When Ronan died he was nearly 3 and he weighed 11 pounds. He was so emaciated that we had to be careful when we moved him that we did not dislocate his shoulders or hips. His eyes were fixed, every bone on his face visible. He died in the middle of the darkest, coldest night of mid-winter. The fact that the sun rose and birds started twittering hours later seemed to me a stunning and singular cruelty.
I don’t write about my son’s death to contribute or even respond in kind to the sensationalist bent of some Right to Life images or publications. I do so to be clear, and so that Ronan’s memory does not have to bear attitudes with which I do not agree. Also, he did not deserve to live or die in the way he did, and had I known his fate through the appropriate prenatal test while I was carrying him, I would have terminated my pregnancy. Would this have been another loss to mourn? Yes. Very much so. That decision never would have been made without careful and agonizing thoughtfulness. No parent can make that decision for any other parent.

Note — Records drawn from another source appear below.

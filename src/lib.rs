//! In-place Lomuto quicksort over `i32` sequences, instrumented with highlight hooks so a
//! step-through visualizer can follow every partition.

pub mod config;
pub mod error;
pub mod highlight;
pub mod pivot;
pub mod quicksort;
pub mod report;
pub mod stats;

mod partition;

pub use config::SortConfig;
pub use error::{ConfigError, HighlightError, SortError};
pub use highlight::{HighlightEvent, Highlighter, NoHighlight, Recorder, Step, PIVOT_MARKER};
pub use pivot::PivotStrategy;
pub use quicksort::{partition, sort, sort_all, Engine};
pub use stats::SortStats;
use std::fmt;
use std::str::FromStr;

use serde::{Deserialize, Serialize};

use crate::error::ConfigError;
use crate::highlight::Signal;
use crate::stats::SortStats;

/// Which element ends up at `end` before a range is partitioned.
///
/// `Last` keeps the element that is already there. It degrades to *O*(*N*²) time and *O*(*N*)
/// recursion depth on sorted and reverse sorted input, and the highlight trace of a
/// visualization depends on it, so it stays the default.
#[derive(Debug, Default, Clone, Copy, PartialEq, Eq, Serialize, Deserialize)]
#[serde(rename_all = "snake_case")]
pub enum PivotStrategy {
    #[default]
    Last,
    MedianOfThree,
}

impl PivotStrategy {
    pub fn name(self) -> &'static str {
        match self {
            PivotStrategy::Last => "last",
            PivotStrategy::MedianOfThree => "median_of_three",
        }
    }
}

impl fmt::Display for PivotStrategy {
    fn fmt(&self, f: &mut fmt::Formatter<'_>) -> fmt::Result {
        f.write_str(self.name())
    }
}

impl FromStr for PivotStrategy {
    type Err = ConfigError;

    fn from_str(s: &str) -> Result<Self, Self::Err> {
        match s {
            "last" => Ok(PivotStrategy::Last),
            "median_of_three" | "median-of-three" | "median3" => Ok(PivotStrategy::MedianOfThree),
            other => Err(ConfigError::UnknownPivotStrategy(other.to_owned())),
        }
    }
}

/// Moves the chosen pivot of `v[start..=end]` to `end`.
pub(crate) fn place_pivot(
    v: &mut [i32],
    start: usize,
    end: usize,
    strategy: PivotStrategy,
    signal: &mut Signal<'_>,
    stats: &mut SortStats,
) {
    match strategy {
        PivotStrategy::Last => {}
        PivotStrategy::MedianOfThree => {
            // Ranges of one or two elements have no distinct middle.
            if end - start < 2 {
                return;
            }

            let mid = start + (end - start) / 2;
            let median = median3(v, start, mid, end, signal, stats);
            if median != end {
                v.swap(median, end);
                stats.swaps += 1;
                signal.swap(median, end);
            }
        }
    }
}

/// Returns the index of the median of `v[a]`, `v[b]` and `v[c]`.
fn median3(
    v: &[i32],
    a: usize,
    b: usize,
    c: usize,
    signal: &mut Signal<'_>,
    stats: &mut SortStats,
) -> usize {
    // Avoids the third comparison when `a` is already known to be the median.
    let x = v[a] < v[b];
    let y = v[a] < v[c];
    stats.comparisons += 2;
    signal.compare(a, b);
    signal.compare(a, c);

    if x == y {
        // If x=y=0 then b, c <= a. In this case we want to return max(b, c).
        // If x=y=1 then a < b, c. In this case we want to return min(b, c).
        // By toggling the outcome of b < c using XOR x we get this behavior.
        let z = v[b] < v[c];
        stats.comparisons += 1;
        signal.compare(b, c);
        if z ^ x {
            c
        } else {
            b
        }
    } else {
        // Either c <= a < b or b <= a < c, thus a is our median.
        a
    }
}
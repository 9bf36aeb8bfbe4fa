use std::fs;

use partition_sort_rs::{ConfigError, PivotStrategy, SortConfig, PIVOT_MARKER};

#[test]
fn default_config() {
    let config = SortConfig::default();

    assert_eq!(config.pivot_strategy, PivotStrategy::Last);
    assert_eq!(config.pivot_marker, PIVOT_MARKER);
}

#[test]
fn empty_json_is_default() {
    assert_eq!(SortConfig::from_json("{}").unwrap(), SortConfig::default());
}

#[test]
fn full_json() {
    let config = SortConfig::from_json(
        r##"{ "pivot_strategy": "median_of_three", "pivot_marker": "#e33" }"##,
    )
    .unwrap();

    assert_eq!(config.pivot_strategy, PivotStrategy::MedianOfThree);
    assert_eq!(config.pivot_marker, "#e33");
}

#[test]
fn unknown_fields_are_rejected() {
    let err = SortConfig::from_json(r#"{ "pivot": "last" }"#).unwrap_err();
    assert!(matches!(err, ConfigError::Parse(_)), "{err}");

    let err = SortConfig::from_json(r#"{ "pivot_strategy": "random" }"#).unwrap_err();
    assert!(matches!(err, ConfigError::Parse(_)), "{err}");
}

#[test]
fn json_round_trip_names() {
    let config = SortConfig::default().with_pivot_strategy(PivotStrategy::MedianOfThree);
    let json = serde_json::to_string(&config).unwrap();

    assert!(json.contains(r#""pivot_strategy":"median_of_three""#), "{json}");
}

#[test]
fn pivot_strategy_from_str() {
    assert_eq!("last".parse::<PivotStrategy>().unwrap(), PivotStrategy::Last);
    assert_eq!(
        "median-of-three".parse::<PivotStrategy>().unwrap(),
        PivotStrategy::MedianOfThree
    );
    assert_eq!(
        PivotStrategy::MedianOfThree.to_string().parse::<PivotStrategy>().unwrap(),
        PivotStrategy::MedianOfThree
    );

    let err = "first".parse::<PivotStrategy>().unwrap_err();
    assert!(matches!(err, ConfigError::UnknownPivotStrategy(ref name) if name == "first"));
}

#[test]
fn load_from_file() {
    let pid = std::process::id();
    let path = std::env::temp_dir().join(format!("partition-sort-config-{pid}.json"));
    fs::write(&path, r#"{ "pivot_strategy": "median_of_three" }"#).unwrap();

    let config = SortConfig::load(&path);
    let _ = fs::remove_file(&path);

    let config = config.unwrap();
    assert_eq!(config.pivot_strategy, PivotStrategy::MedianOfThree);
    assert_eq!(config.pivot_marker, PIVOT_MARKER);
}

#[test]
fn load_missing_file() {
    let path = std::env::temp_dir().join("partition-sort-config-does-not-exist.json");

    assert!(matches!(SortConfig::load(&path), Err(ConfigError::Io(_))));
}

To sentimentalize an experience that sent me, my family and many others over the edge of madness and then back again is to view children as conduits through which to “get spiritual,” a notion just as contrary to the true nature of parenting as asking them to be vehicles through which parents live out or attempt to fulfill their own failed dreams. Children do not exist to make their parents feel good about bringing them into the world no matter what their quality of life might be. The idea of this, or that anyone might think of it, prompts me again to use this word without equivocation: gross.
The face of my child is not a billboard for the spiritual quests of parents who must face these hideous choices about whether to let a child live or die and in what manner. Ronan was singular and only and he died miserably. To have seizures, go blind, experience dementia, lose the ability to move and then finally die when the body can no longer process food or liquids—all in the span of less than three years—is not a fate I would wish on any person, least of all the person I was charged with caring for, and whom I loved furiously and intensely.
Yes, Ronan transformed my life in every significant way, and for that I am grateful every day, just as I miss him every second of every day, and just as I am glad he is no longer here, no longer suffering, every second of every day. These feelings and realities exist simultaneously and are not mutually exclusive. Is this reality emotionally comfortable or a situation that might be summed up by a sweet sympathy card with dark birds flying into a fading sunset? No. But it is the truth about life. It’s complicated—too bad this particular debate has not caught up to a reality that is as old as the world.
I can still be grateful for what I learned from my son and from the experience of parenting him, while also saying that not a single moment of that journey is worth salvaging or sentimentalizing if it could, simply, have saved him from any suffering. There’s a scene in “The Brothers Karamazov” in which a character states that nothing—no moral victory, no spiritual enlightenment—is worth the suffering of a single child. Exactly.
My point to those who might read the Right to Life piece—written, I believe, out of the author’s own ardent opinions—is not to mistake what is going on. Do not see the photogenic face of my child before the period of his sharpest decline and the smile of his adoring mother without also seeing the reality that came later: death, devastation, grief, (sometimes shaky) survival.
The parenting strategy I employed, and that this writer correctly quotes, is based on loving and letting go. What he got wrong is that I would have done the letting go—that howling, terrible task—long before the agony that ensued, for me and for my son, and long before the portrait-capturing cameras turned away.